To that end, bruising, fractures, and lacerations signal abuse, while poor hygiene habits, sudden changes in weight and depression are good indicators of neglect. Senior citizens who suffer from Alzheimer’s and dementia are most at risk of abuse and neglect because they are the least capable of accurately relaying to family members the harm they have suffered. As a result, Red Bank nursing home negligence lawyers say that family members should pay particularly close attention to cognitively-impaired relatives who reside in a nursing home.
Federal, State Regulations Protect Nursing Home Residents
Once a family possesses a good faith belief that a nursing home has neglected or abused their loved one they have several legal options available. When a nursing home receives federal funds via Medicare, they are subject to the standard of care established by 42 CFR Sec. 483.25(h), whereby facilities must take steps to reduce or eliminate accident hazards and adequately supervise and assist residents. Failure to adhere to 483.25(h) can subject a nursing home to liability in the form of a personal injury lawsuit.
In New Jersey, nursing home residents enjoy added protection via the Certificate of Need, N.J.A.C. 8:33, which requires private facilities to abide by the rules and provisions of the Health Care Facilities Planning Act in order to obtain a Nursing Home Administration (NHA) license. New Jersey nursing homes must also provide residents with adequate food and water in a safe and clean environment. Nursing homes that shirk this responsibility can face an immediate revocation of their license, as well as a hefty fine pursuant to N.J.A.C. 8:43E-1. Red Bank nursing home negligence lawyers further note that employees must also be properly licensed and certified in order to work in a nursing home.

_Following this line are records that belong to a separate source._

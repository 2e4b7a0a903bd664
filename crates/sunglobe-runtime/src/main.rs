//! sunglobe - zone clock driving the globe's day/night terminator
//!
//! Environment:
//! - `RUST_LOG` - log filter (default `info`)
//! - `SUNGLOBE_LOG_JSON=1` - JSON logs on stderr
//! - `SUNGLOBE_SINK=json` - emit every frame as a JSON line instead of the
//!   single-line clock display

use sunglobe_runtime::{
    init_tracing, Driver, DriverConfig, JsonLinesSink, LogFormat, TerminalSink,
};
use sunglobe_time::{HttpTimeSource, SystemClock};

#[tokio::main]
async fn main() -> Result<(), Box<dyn std::error::Error + Send + Sync>> {
    init_tracing(LogFormat::from_env())?;

    let config = DriverConfig::default();
    let source = HttpTimeSource::new(&config.sync)?;
    tracing::info!(endpoint = source.endpoint(), "using time service");

    let mut driver = Driver::new(config, source, SystemClock);
    tracing::debug!(
        radius = driver.layout().radius,
        aspect = driver.camera().aspect(),
        "globe layout"
    );

    match std::env::var("SUNGLOBE_SINK").as_deref() {
        Ok("json") => {
            let mut sink = JsonLinesSink::new(std::io::stdout().lock());
            driver.run(&mut sink).await;
        }
        _ => {
            let mut sink = TerminalSink::stdout();
            driver.run(&mut sink).await;
        }
    }

    Ok(())
}
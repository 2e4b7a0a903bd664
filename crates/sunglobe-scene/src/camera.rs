//! Viewport, globe layout and perspective camera

use crate::Vec3;

/// Widths at or below this use the compact layout
pub const COMPACT_MAX_WIDTH: u32 = 768;

/// Drawing surface size in pixels
#[derive(Debug, Clone, Copy, PartialEq, Eq)]
pub struct Viewport {
    pub width: u32,
    pub height: u32,
}

impl Viewport {
    pub fn new(width: u32, height: u32) -> Self {
        Viewport { width, height }
    }

    /// Width over height; a zero height is treated as one pixel
    pub fn aspect(&self) -> f32 {
        self.width as f32 / self.height.max(1) as f32
    }

    pub fn is_compact(&self) -> bool {
        self.width <= COMPACT_MAX_WIDTH
    }
}

/// Sphere parameters for the globe mesh
#[derive(Debug, Clone, Copy, PartialEq)]
pub struct GlobeLayout {
    pub radius: f32,
    pub width_segments: u32,
    pub height_segments: u32,
}

impl GlobeLayout {
    /// Layout picked once, from the viewport at startup
    pub fn for_viewport(viewport: &Viewport) -> Self {
        GlobeLayout {
            radius: if viewport.is_compact() { 2.0 } else { 3.5 },
            width_segments: 64,
            height_segments: 64,
        }
    }
}

/// Camera configuration
#[derive(Clone, Debug)]
pub struct CameraConfig {
    /// Vertical field of view in degrees
    pub fov_deg: f32,
    pub near: f32,
    pub far: f32,
    pub position: Vec3,
    pub target: Vec3,
}

impl Default for CameraConfig {
    fn default() -> Self {
        CameraConfig {
            fov_deg: 80.0,
            near: 0.1,
            far: 1000.0,
            position: Vec3::new(4.0, -2.0, 6.0),
            target: Vec3::ZERO,
        }
    }
}

/// Perspective camera that tracks the viewport
#[derive(Debug, Clone)]
pub struct Camera {
    config: CameraConfig,
    viewport: Viewport,
    /// Column-major projection matrix
    projection: [[f32; 4]; 4],
}

impl Camera {
    pub fn new(config: CameraConfig, viewport: Viewport) -> Self {
        let mut camera = Camera {
            config,
            viewport,
            projection: [[0.0; 4]; 4],
        };
        camera.update_projection();
        camera
    }

    pub fn viewport(&self) -> Viewport {
        self.viewport
    }

    pub fn aspect(&self) -> f32 {
        self.viewport.aspect()
    }

    pub fn projection(&self) -> &[[f32; 4]; 4] {
        &self.projection
    }

    /// Unit vector from the camera towards its target
    pub fn forward(&self) -> Vec3 {
        self.config.target.sub(&self.config.position).normalize()
    }

    /// React to a viewport resize. Returns false when the size is unchanged.
    pub fn resize(&mut self, viewport: Viewport) -> bool {
        if viewport == self.viewport {
            return false;
        }
        self.viewport = viewport;
        self.update_projection();
        true
    }

    fn update_projection(&mut self) {
        let cfg = &self.config;
        let f = 1.0 / (cfg.fov_deg.to_radians() / 2.0).tan();
        let range = cfg.near - cfg.far;

        self.projection = [
            [f / self.aspect(), 0.0, 0.0, 0.0],
            [0.0, f, 0.0, 0.0],
            [0.0, 0.0, (cfg.far + cfg.near) / range, -1.0],
            [0.0, 0.0, 2.0 * cfg.far * cfg.near / range, 0.0],
        ];
    }
}
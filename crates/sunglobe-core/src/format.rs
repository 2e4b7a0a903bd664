//! Display formatting for zone time
//!
//! Produces a short weekday, the date with an abbreviated month, and the
//! time with seconds, laid out the way each locale's browsers render it.

use chrono::{Datelike, Timelike};

use crate::ZoneTime;

const PT_BR_WEEKDAYS: [&str; 7] = ["seg.", "ter.", "qua.", "qui.", "sex.", "sáb.", "dom."];
const PT_BR_MONTHS: [&str; 12] = [
    "jan.", "fev.", "mar.", "abr.", "mai.", "jun.", "jul.", "ago.", "set.", "out.", "nov.", "dez.",
];

const EN_US_WEEKDAYS: [&str; 7] = ["Mon", "Tue", "Wed", "Thu", "Fri", "Sat", "Sun"];
const EN_US_MONTHS: [&str; 12] = [
    "Jan", "Feb", "Mar", "Apr", "May", "Jun", "Jul", "Aug", "Sep", "Oct", "Nov", "Dec",
];

/// Display locale
#[derive(Debug, Clone, Copy, PartialEq, Eq, Default)]
pub enum Locale {
    /// `seg., 01 de jan. de 2024, 10:00:05`
    #[default]
    PtBr,
    /// `Mon, Jan 01, 2024, 10:00:05 AM`
    EnUs,
}

impl Locale {
    pub fn format(&self, time: &ZoneTime) -> String {
        let fields = time.naive();
        let weekday = fields.weekday().num_days_from_monday() as usize;
        let month = fields.month0() as usize;
        let (day, year) = (fields.day(), fields.year());
        let (hour, minute, second) = (fields.hour(), fields.minute(), fields.second());

        match self {
            Locale::PtBr => format!(
                "{}, {:02} de {} de {}, {:02}:{:02}:{:02}",
                PT_BR_WEEKDAYS[weekday], day, PT_BR_MONTHS[month], year, hour, minute, second
            ),
            Locale::EnUs => {
                let (is_pm, hour12) = fields.hour12();
                format!(
                    "{}, {} {:02}, {}, {:02}:{:02}:{:02} {}",
                    EN_US_WEEKDAYS[weekday],
                    EN_US_MONTHS[month],
                    day,
                    year,
                    hour12,
                    minute,
                    second,
                    if is_pm { "PM" } else { "AM" }
                )
            }
        }
    }
}
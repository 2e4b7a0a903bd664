//! Sunglobe Runtime - frame loop orchestration
//!
//! Every frame the driver:
//! 1. Applies finished sync reports to the clock state
//! 2. Starts a background sync if one is due
//! 3. Projects the zone clock
//! 4. Derives the sun light for the renderer
//! 5. Hands the frame to a sink

pub mod driver;
pub mod sink;
pub mod telemetry;

pub use driver::*;
pub use sink::*;
pub use telemetry::*;
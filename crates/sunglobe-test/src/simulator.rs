//! Sync simulator - drives the clock core against a simulated service
//!
//! Runs the same per-frame sequence as the runtime driver, but awaits each
//! sync inline so a run is fully deterministic for a given seed.

use std::time::Duration;

use sunglobe_core::{ClockState, LocalTime, ZoneTime};
use sunglobe_time::{
    ClockSynchronizer, LocalClock, ManualClock, SyncOutcome, SyncSchedule, TimeBasis,
    TimeProjector,
};

use crate::{RemoteClockModel, ServiceConfig, SimulatedTimeService};

/// Simulation parameters
#[derive(Clone, Debug)]
pub struct SimConfig {
    pub frame_dt: Duration,
    pub duration: Duration,
    pub refresh_interval: Duration,
    pub service: ServiceConfig,
    pub seed: u64,
}

impl Default for SimConfig {
    fn default() -> Self {
        SimConfig {
            frame_dt: Duration::from_millis(250),
            duration: Duration::from_secs(30 * 60),
            refresh_interval: Duration::from_secs(60),
            service: ServiceConfig::reliable(),
            seed: 42,
        }
    }
}

/// What happened during a run
#[derive(Clone, Debug, Default)]
pub struct SimReport {
    pub frames: u64,
    pub sync_attempts: u64,
    pub syncs_ok: u64,
    pub syncs_failed: u64,
    pub fallback_frames: u64,
    /// Frames whose zone time went backwards without a sync in between
    pub regressions: u64,
    /// Largest |projected - true| over authoritative frames
    pub max_tracking_error: Duration,
    /// Largest |jump| applied by a sync
    pub max_jump: Duration,
    /// Shortest local-time gap between two sync attempts
    pub min_attempt_gap: Option<Duration>,
}

/// Deterministic sync simulation
pub struct SyncSimulator {
    config: SimConfig,
    clock: ManualClock,
    synchronizer: ClockSynchronizer<SimulatedTimeService, ManualClock>,
    projector: TimeProjector,
    schedule: SyncSchedule,
    state: ClockState,
    remote: RemoteClockModel,
}

impl SyncSimulator {
    pub fn new(config: SimConfig, remote: RemoteClockModel, start: LocalTime) -> Self {
        let clock = ManualClock::new(start);
        let service = SimulatedTimeService::new(
            remote.clone(),
            config.service.clone(),
            clock.clone(),
            config.seed,
        );

        SyncSimulator {
            synchronizer: ClockSynchronizer::new(service, clock.clone()),
            projector: TimeProjector::default(),
            schedule: SyncSchedule::new(config.refresh_interval),
            state: ClockState::new(),
            clock,
            remote,
            config,
        }
    }

    pub fn state(&self) -> &ClockState {
        &self.state
    }

    pub fn service(&self) -> &SimulatedTimeService {
        self.synchronizer.source()
    }

    /// Run the configured duration and report
    pub async fn run(&mut self) -> SimReport {
        let mut report = SimReport::default();
        let end = self.clock.now() + self.config.duration;
        let mut last: Option<ZoneTime> = None;
        let mut last_attempt: Option<LocalTime> = None;

        while self.clock.now() < end {
            let now = self.clock.now();
            report.frames += 1;

            let mut synced = false;
            if self.schedule.try_begin(&mut self.state, now) {
                report.sync_attempts += 1;
                if let Some(prev) = last_attempt {
                    let gap = now - prev;
                    report.min_attempt_gap = Some(report.min_attempt_gap.map_or(gap, |g| g.min(gap)));
                }
                last_attempt = Some(now);

                match self.synchronizer.refresh(&mut self.state).await {
                    SyncOutcome::Synced { jump, .. } => {
                        report.syncs_ok += 1;
                        synced = true;
                        if let Some(jump) = jump.and_then(|j| j.abs().to_std().ok()) {
                            report.max_jump = report.max_jump.max(jump);
                        }
                    }
                    SyncOutcome::Failed(_) => report.syncs_failed += 1,
                }
                self.schedule.finish();
            }

            let now = self.clock.now();
            let projected = self.projector.tick(&self.state, now);
            match projected.basis {
                TimeBasis::Fallback => report.fallback_frames += 1,
                TimeBasis::Authoritative => {
                    let truth = self.remote.zone_time_at(now);
                    let err = (projected.zone_time - truth).abs().to_std().unwrap_or(Duration::MAX);
                    report.max_tracking_error = report.max_tracking_error.max(err);
                }
            }

            if let Some(prev) = last {
                if !synced && projected.zone_time < prev {
                    report.regressions += 1;
                }
            }
            last = Some(projected.zone_time);

            self.clock.advance(self.config.frame_dt);
        }

        report
    }
}
//! Simulated time service
//!
//! Simulates:
//! - A remote zone clock drifting against the local clock
//! - Request latency with jitter
//! - Lost requests, error statuses and malformed payloads

use std::time::Duration;

use parking_lot::Mutex;
use rand::rngs::StdRng;
use rand::{Rng, SeedableRng};
use sunglobe_core::{GlobeError, GlobeResult, LocalTime, ZoneTime};
use sunglobe_time::{parse_payload, LocalClock, ManualClock, TimeSource};

/// Remote zone clock relative to the local clock
#[derive(Clone, Debug)]
pub struct RemoteClockModel {
    anchor_zone: ZoneTime,
    anchor_local: LocalTime,
    /// Remote seconds per local second (1.0 = perfect)
    pub drift_rate: f64,
}

impl RemoteClockModel {
    pub fn new(anchor_zone: ZoneTime, anchor_local: LocalTime, drift_rate: f64) -> Self {
        RemoteClockModel {
            anchor_zone,
            anchor_local,
            drift_rate,
        }
    }

    pub fn perfect(anchor_zone: ZoneTime, anchor_local: LocalTime) -> Self {
        Self::new(anchor_zone, anchor_local, 1.0)
    }

    /// Remote runs 100 ppm fast
    pub fn fast(anchor_zone: ZoneTime, anchor_local: LocalTime) -> Self {
        Self::new(anchor_zone, anchor_local, 1.0001)
    }

    /// Remote runs 100 ppm slow
    pub fn slow(anchor_zone: ZoneTime, anchor_local: LocalTime) -> Self {
        Self::new(anchor_zone, anchor_local, 0.9999)
    }

    /// True zone time at a local instant
    pub fn zone_time_at(&self, local: LocalTime) -> ZoneTime {
        let elapsed = local.saturating_since(self.anchor_local);
        let scaled = Duration::from_secs_f64(elapsed.as_secs_f64() * self.drift_rate.max(0.0));
        self.anchor_zone.advance(scaled)
    }
}

/// Service fault configuration
#[derive(Clone, Debug)]
pub struct ServiceConfig {
    /// Base round-trip latency
    pub base_latency: Duration,
    /// Uniform extra latency, 0..=jitter_ms
    pub jitter_ms: u32,
    /// Requests that never get a reply (transport error)
    pub loss_rate: f64,
    /// Replies with a 5xx status
    pub error_rate: f64,
    /// Replies whose body has no usable datetime
    pub malformed_rate: f64,
}

impl ServiceConfig {
    pub fn reliable() -> Self {
        ServiceConfig {
            base_latency: Duration::from_millis(80),
            jitter_ms: 40,
            loss_rate: 0.0,
            error_rate: 0.0,
            malformed_rate: 0.0,
        }
    }

    pub fn flaky() -> Self {
        ServiceConfig {
            base_latency: Duration::from_millis(150),
            jitter_ms: 400,
            loss_rate: 0.2,
            error_rate: 0.1,
            malformed_rate: 0.1,
        }
    }

    pub fn offline() -> Self {
        ServiceConfig {
            loss_rate: 1.0,
            ..Self::reliable()
        }
    }
}

impl Default for ServiceConfig {
    fn default() -> Self {
        Self::reliable()
    }
}

#[derive(Clone, Debug, Default, PartialEq, Eq)]
pub struct ServiceStats {
    pub requests: u64,
    pub lost: u64,
    pub errors: u64,
    pub malformed: u64,
}

/// Time service that answers from a [`RemoteClockModel`].
///
/// Every fetch advances the shared [`ManualClock`] by the sampled latency,
/// so callers observe the reply at a later local time than they asked.
pub struct SimulatedTimeService {
    remote: RemoteClockModel,
    config: ServiceConfig,
    clock: ManualClock,
    rng: Mutex<StdRng>,
    stats: Mutex<ServiceStats>,
}

impl SimulatedTimeService {
    pub fn new(remote: RemoteClockModel, config: ServiceConfig, clock: ManualClock, seed: u64) -> Self {
        SimulatedTimeService {
            remote,
            config,
            clock,
            rng: Mutex::new(StdRng::seed_from_u64(seed)),
            stats: Mutex::new(ServiceStats::default()),
        }
    }

    pub fn remote(&self) -> &RemoteClockModel {
        &self.remote
    }

    pub fn stats(&self) -> ServiceStats {
        self.stats.lock().clone()
    }

    fn respond(&self) -> GlobeResult<ZoneTime> {
        let cfg = &self.config;
        let (latency, roll): (Duration, f64) = {
            let mut rng = self.rng.lock();
            let jitter = rng.gen_range(0..=cfg.jitter_ms) as u64;
            (cfg.base_latency + Duration::from_millis(jitter), rng.gen())
        };

        let sent_at = self.clock.now();
        self.clock.advance(latency);
        let mut stats = self.stats.lock();
        stats.requests += 1;

        // Cumulative thresholds: lost, then status error, then malformed
        let lost = cfg.loss_rate;
        let errored = lost + cfg.error_rate;
        let malformed = errored + cfg.malformed_rate;

        if roll < lost {
            stats.lost += 1;
            Err(GlobeError::Transport("request timed out".into()))
        } else if roll < errored {
            stats.errors += 1;
            Err(GlobeError::HttpStatus(503))
        } else if roll < malformed {
            stats.malformed += 1;
            parse_payload(br#"{"timezone":"America/Sao_Paulo","datetime":""}"#)
        } else {
            // Server stamps the reply halfway through the round trip
            Ok(self.remote.zone_time_at(sent_at + latency / 2))
        }
    }
}

impl TimeSource for SimulatedTimeService {
    async fn fetch(&self) -> GlobeResult<ZoneTime> {
        self.respond()
    }
}
//! Tracing subscriber setup for the binary

use tracing_subscriber::EnvFilter;

/// Environment variable selecting JSON log output
pub const LOG_JSON_ENV: &str = "SUNGLOBE_LOG_JSON";

/// Log output format
#[derive(Debug, Clone, Copy, PartialEq, Eq, Default)]
pub enum LogFormat {
    #[default]
    Text,
    Json,
}

impl LogFormat {
    /// `SUNGLOBE_LOG_JSON=1` (or `true`) selects JSON
    pub fn from_env() -> Self {
        match std::env::var(LOG_JSON_ENV).as_deref() {
            Ok("1") | Ok("true") => LogFormat::Json,
            _ => LogFormat::Text,
        }
    }
}

/// Install the global subscriber. Filter comes from `RUST_LOG`, default `info`.
///
/// Logs go to stderr so they do not interleave with the frame sink on stdout.
pub fn init_tracing(format: LogFormat) -> Result<(), Box<dyn std::error::Error + Send + Sync>> {
    let filter = EnvFilter::try_from_default_env().unwrap_or_else(|_| EnvFilter::new("info"));
    let builder = tracing_subscriber::fmt()
        .with_env_filter(filter)
        .with_writer(std::io::stderr);

    match format {
        LogFormat::Json => builder.json().try_init(),
        LogFormat::Text => builder.try_init(),
    }
}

Importantly, families should understand that their elderly loved ones need not be physically abandoned in order to suffer from neglect. In court, plaintiffs have prevailed upon showing that they received persistently inadequate medical treatment, upon showing that unqualified staff was hired and upon showing that staff members were given insufficient training. Nursing home residents must also be regularly supervised and provided assistance whenever it is needed or requested. If a senior citizen is injured in a fall while completing a task that required help which was not rendered, it can rise to the level of negligence in the eyes of the law.